しかし、彼は明らかに普通ではなかった・・・。

「ま、あの町を潰してくれたんだ、普通の子供じゃねぇ事ははっきりした!」
「あんなにしといてすぐに消えたしね、彼は・・・」
「盗賊やら夜盗だったら軍じゃなくても御用だったけど、こりゃ相手が相手だからな・・・上に掛け合ってみっかな・・・」
「どうする気?」
「話によっちゃあ軍を離れて個人的にそいつを追うって事!」
「あの人が許してくれるかい?」
「許すも許さないも俺は追うってたった今決めた。何が何でも許可を下ろさせる!」

結局判断を待つんじゃないか、とフジは苦笑いした。

「さて、と、っつーワケで俺はもう行くぜ。
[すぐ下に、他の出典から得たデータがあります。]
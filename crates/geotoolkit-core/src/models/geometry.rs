//! Canonical geometry types.
//!
//! These types provide a bridge between GeoJSON serialization and the
//! computational geo crate types: the `Geometry` enum serializes exactly as
//! a GeoJSON geometry object.

use serde::{Deserialize, Serialize};

/// Coordinate Reference System identified by EPSG code
#[derive(Debug, Clone, PartialEq, Eq, Serialize, Deserialize)]
pub struct Crs {
    pub epsg: u32,
    pub name: String,
}

impl Default for Crs {
    fn default() -> Self {
        Self::wgs84()
    }
}

impl Crs {
    pub fn new(epsg: u32, name: impl Into<String>) -> Self {
        Self { epsg, name: name.into() }
    }

    /// WGS 84 (EPSG:4326), angular degrees
    pub fn wgs84() -> Self {
        Self::new(4326, "WGS 84")
    }

    /// Web Mercator (EPSG:3857), meters
    pub fn web_mercator() -> Self {
        Self::new(3857, "Web Mercator")
    }

    /// A bare EPSG code with a generated name
    pub fn from_epsg(epsg: u32) -> Self {
        match epsg {
            4326 => Self::wgs84(),
            3857 => Self::web_mercator(),
            _ => Self::new(epsg, format!("EPSG:{}", epsg)),
        }
    }
}

/// Geometry type classification
#[derive(Debug, Clone, Copy, PartialEq, Eq, Serialize, Deserialize)]
pub enum GeometryType {
    Point,
    LineString,
    Polygon,
    MultiPoint,
    MultiLineString,
    MultiPolygon,
}

impl GeometryType {
    pub fn as_str(&self) -> &'static str {
        match self {
            GeometryType::Point => "Point",
            GeometryType::LineString => "LineString",
            GeometryType::Polygon => "Polygon",
            GeometryType::MultiPoint => "MultiPoint",
            GeometryType::MultiLineString => "MultiLineString",
            GeometryType::MultiPolygon => "MultiPolygon",
        }
    }
}

/// GeoJSON-compatible geometry representation
///
/// This enum directly maps to GeoJSON geometry types with coordinate arrays.
/// Positions are planar `[x, y]` pairs; the unit of measure is whatever the
/// active CRS uses (degrees or meters).
#[derive(Debug, Clone, PartialEq, Serialize, Deserialize)]
#[serde(tag = "type")]
pub enum Geometry {
    Point {
        coordinates: [f64; 2],
    },
    LineString {
        coordinates: Vec<[f64; 2]>,
    },
    Polygon {
        coordinates: Vec<Vec<[f64; 2]>>,
    },
    MultiPoint {
        coordinates: Vec<[f64; 2]>,
    },
    MultiLineString {
        coordinates: Vec<Vec<[f64; 2]>>,
    },
    MultiPolygon {
        coordinates: Vec<Vec<Vec<[f64; 2]>>>,
    },
}

impl Geometry {
    /// Create a Point geometry
    pub fn point(x: f64, y: f64) -> Self {
        Geometry::Point { coordinates: [x, y] }
    }

    /// Create a LineString geometry
    pub fn line_string(coords: Vec<[f64; 2]>) -> Self {
        Geometry::LineString { coordinates: coords }
    }

    /// Create a Polygon geometry from rings (exterior first, holes after)
    pub fn polygon(rings: Vec<Vec<[f64; 2]>>) -> Self {
        Geometry::Polygon { coordinates: rings }
    }

    /// Create a MultiPolygon geometry
    pub fn multi_polygon(polygons: Vec<Vec<Vec<[f64; 2]>>>) -> Self {
        Geometry::MultiPolygon { coordinates: polygons }
    }

    /// Axis-aligned rectangle `(minx, miny, maxx, maxy)` as a closed Polygon
    pub fn rectangle(minx: f64, miny: f64, maxx: f64, maxy: f64) -> Self {
        Geometry::polygon(vec![vec![
            [minx, miny],
            [maxx, miny],
            [maxx, maxy],
            [minx, maxy],
            [minx, miny],
        ]])
    }

    /// Get the geometry type
    pub fn geometry_type(&self) -> GeometryType {
        match self {
            Geometry::Point { .. } => GeometryType::Point,
            Geometry::LineString { .. } => GeometryType::LineString,
            Geometry::Polygon { .. } => GeometryType::Polygon,
            Geometry::MultiPoint { .. } => GeometryType::MultiPoint,
            Geometry::MultiLineString { .. } => GeometryType::MultiLineString,
            Geometry::MultiPolygon { .. } => GeometryType::MultiPolygon,
        }
    }

    /// True for Polygon and MultiPolygon
    pub fn is_polygonal(&self) -> bool {
        matches!(self, Geometry::Polygon { .. } | Geometry::MultiPolygon { .. })
    }

    /// Point coordinates, if this is a Point
    pub fn as_point(&self) -> Option<[f64; 2]> {
        match self {
            Geometry::Point { coordinates } => Some(*coordinates),
            _ => None,
        }
    }

    /// True when the geometry carries no coordinates at all
    pub fn is_empty(&self) -> bool {
        match self {
            Geometry::Point { .. } => false,
            Geometry::LineString { coordinates } => coordinates.is_empty(),
            Geometry::Polygon { coordinates } => {
                coordinates.iter().all(|ring| ring.is_empty())
            }
            Geometry::MultiPoint { coordinates } => coordinates.is_empty(),
            Geometry::MultiLineString { coordinates } => {
                coordinates.iter().all(|line| line.is_empty())
            }
            Geometry::MultiPolygon { coordinates } => {
                coordinates.iter().all(|poly| poly.iter().all(|ring| ring.is_empty()))
            }
        }
    }

    /// Try to parse from a serde_json::Value (GeoJSON geometry object)
    pub fn from_geojson(value: &serde_json::Value) -> Option<Self> {
        serde_json::from_value(value.clone()).ok()
    }

    /// Convert to serde_json::Value (GeoJSON geometry object)
    pub fn to_geojson(&self) -> serde_json::Value {
        serde_json::to_value(self).unwrap_or(serde_json::Value::Null)
    }
}

#[cfg(test)]
mod tests {
    use super::*;

    #[test]
    fn test_geometry_serialization() {
        let point = Geometry::point(115.0, -8.5);
        let json = serde_json::to_string(&point).unwrap();
        assert!(json.contains("Point"));
        assert!(json.contains("115"));

        let parsed: Geometry = serde_json::from_str(&json).unwrap();
        assert_eq!(point, parsed);
    }

    #[test]
    fn test_polygon_serialization() {
        let polygon = Geometry::polygon(vec![vec![[0.0, 0.0], [1.0, 0.0], [1.0, 1.0], [0.0, 0.0]]]);
        let json = serde_json::to_string(&polygon).unwrap();
        assert!(json.contains("Polygon"));

        let parsed: Geometry = serde_json::from_str(&json).unwrap();
        assert_eq!(polygon, parsed);
    }

    #[test]
    fn test_rectangle_is_closed() {
        if let Geometry::Polygon { coordinates } = Geometry::rectangle(0.0, 0.0, 10.0, 10.0) {
            let ring = &coordinates[0];
            assert_eq!(ring.len(), 5);
            assert_eq!(ring.first(), ring.last());
        } else {
            panic!("rectangle must be a Polygon");
        }
    }

    #[test]
    fn test_geometry_type_dispatch() {
        assert_eq!(Geometry::point(0.0, 0.0).geometry_type(), GeometryType::Point);
        assert!(Geometry::rectangle(0.0, 0.0, 1.0, 1.0).is_polygonal());
        assert!(!Geometry::point(0.0, 0.0).is_polygonal());
    }

    #[test]
    fn test_crs_from_epsg() {
        assert_eq!(Crs::from_epsg(4326), Crs::wgs84());
        assert_eq!(Crs::from_epsg(3857), Crs::web_mercator());
        assert_eq!(Crs::from_epsg(32632).name, "EPSG:32632");
    }
}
早速掛け合ってみる」
「はいはい、お怒りは買わないようにね」
「それは約束出来ね〜」

エドワードは笑いながら部屋を出て行った。
まるで台風一過のようだった。

「チョウタ君、もう大丈夫だよ・・・っていうか、ずっとそうしてたのかい?」
「は、はい・・・あ!さっきの会話ですけど、あれって彼も僕達に付いて来るって事ですか?」
「さぁね、個人的にって言ってたからそれはどうだか・・・。まぁ、錬金術の腕は確かだから、もし一緒に来てくれるなら大助かりだけどね」
「あの、俺剣術以外には疎いんでよく判らないんですが、錬金術って何か代価を伴うって聞いた事があるんですけど・・・」
「彼等錬金術師は『等価交換』って呼ぶみたいだね。『何かを得るためには同等の代価が必要になる』、でもそれは錬金術だけに言える事じゃない、世の理だよ」
「ぅわ・・・スイマセン;何かもう付いて行けない次元の話です・・・」
「あはは、ゴメンゴメン。あ、そうだキクマル君、さっき面白い物を見つけたんだ。君さえ良かったら一緒に街を歩かない?さっきは起きたばかりだから立てなかったけど、もう大丈夫だと思うよ」

キクマルはその言葉を信じて恐る恐るベッドから立ち上がる。
すると、起きた時とは違い、今度はしっかりと立つ事が出来た。

「ほらね、大丈夫って言ったろ?気晴らしに、出掛けよう」

フジが柔らかく微笑んで見せると、つられたようにキクマルも笑顔になり力強く頷いた。
エドワードにちょっとだけ話した事とフジの気遣いに気持ちが軽くなった気がした。